**Work to be completed:** Throughout the records below, find each line holding "pattern" and copy it.

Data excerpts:
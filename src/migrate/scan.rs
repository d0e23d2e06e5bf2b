//! Deterministic discovery of migration sources.
//!
//! The order produced here is the correlation key for the whole pass: the
//! n-th path scanned is paired with the n-th response segment. Entries are
//! therefore visited depth-first in lexical order within each directory.

use std::path::{Path, PathBuf};

use serde::{Deserialize, Serialize};
use tracing::{debug, warn};

use crate::ports::FileSystem;

/// What the scan pattern is matched against.
#[derive(Debug, Clone, Copy, Default, PartialEq, Eq, Serialize, Deserialize)]
#[serde(rename_all = "lowercase")]
pub enum MatchOn {
    /// The file name only.
    #[default]
    Name,
    /// The path relative to the scan root, `/`-separated.
    Path,
}

/// Filter applied while walking a tree.
#[derive(Debug, Clone)]
pub struct ScanFilter<'a> {
    /// Substring a file must contain to be selected.
    pub pattern: &'a str,
    /// Whether `pattern` is matched against the name or the relative path.
    pub match_on: MatchOn,
    /// A directory whose relative path contains any of these is skipped.
    pub excluded: &'a [String],
}

impl<'a> ScanFilter<'a> {
    /// Filter selecting files whose name contains `pattern`.
    #[must_use]
    pub fn name(pattern: &'a str, excluded: &'a [String]) -> Self {
        Self { pattern, match_on: MatchOn::Name, excluded }
    }
}

/// Recursively lists files under `root` that pass `filter`.
///
/// Unreadable directories are logged and contribute no matches; the walk
/// carries on with their siblings.
pub fn scan(fs: &dyn FileSystem, root: &Path, filter: &ScanFilter<'_>) -> Vec<PathBuf> {
    let mut found = Vec::new();
    walk(fs, root, root, filter, &mut found);
    found
}

fn walk(fs: &dyn FileSystem, root: &Path, dir: &Path, filter: &ScanFilter<'_>, found: &mut Vec<PathBuf>) {
    let relative = relative_key(root, dir);
    if filter.excluded.iter().any(|ex| relative.contains(ex.as_str())) {
        debug!(dir = %dir.display(), "skipping excluded directory");
        return;
    }

    let entries = match fs.list_dir(dir) {
        Ok(entries) => entries,
        Err(e) => {
            warn!(dir = %dir.display(), error = %e, "cannot read directory, skipping");
            return;
        }
    };

    for name in entries {
        let path = dir.join(&name);
        if fs.is_dir(&path) {
            walk(fs, root, &path, filter, found);
            continue;
        }
        let haystack = match filter.match_on {
            MatchOn::Name => name,
            MatchOn::Path => relative_key(root, &path),
        };
        if haystack.contains(filter.pattern) {
            debug!(file = %path.display(), "found source file");
            found.push(path);
        }
    }
}

/// `path` relative to `root`, with `/` separators and a leading `/`.
fn relative_key(root: &Path, path: &Path) -> String {
    let relative = path.strip_prefix(root).unwrap_or(path);
    let mut key = String::from("/");
    key.push_str(&relative.to_string_lossy().replace('\\', "/"));
    key
}

/// Finds the first file named exactly `file_name` under `root`.
///
/// Files of a directory are checked before any of its subdirectories;
/// subdirectories are searched in lexical order.
pub fn find_first(fs: &dyn FileSystem, root: &Path, file_name: &str) -> Option<PathBuf> {
    let entries = match fs.list_dir(root) {
        Ok(entries) => entries,
        Err(e) => {
            warn!(dir = %root.display(), error = %e, "cannot read directory, skipping");
            return None;
        }
    };

    let mut subdirs = Vec::new();
    for name in entries {
        let path = root.join(&name);
        if fs.is_dir(&path) {
            subdirs.push(path);
        } else if name == file_name {
            return Some(path);
        }
    }
    subdirs.into_iter().find_map(|dir| find_first(fs, &dir, file_name))
}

**Written solution:**
/// What the scan pattern is matched against.
    pub pattern: &'a str,
    /// Whether `pattern` is matched against the name or the relative path.
    /// Filter selecting files whose name contains `pattern`.
    pub fn name(pattern: &'a str, excluded: &'a [String]) -> Self {
        Self { pattern, match_on: MatchOn::Name, excluded }
        if haystack.contains(filter.pattern) {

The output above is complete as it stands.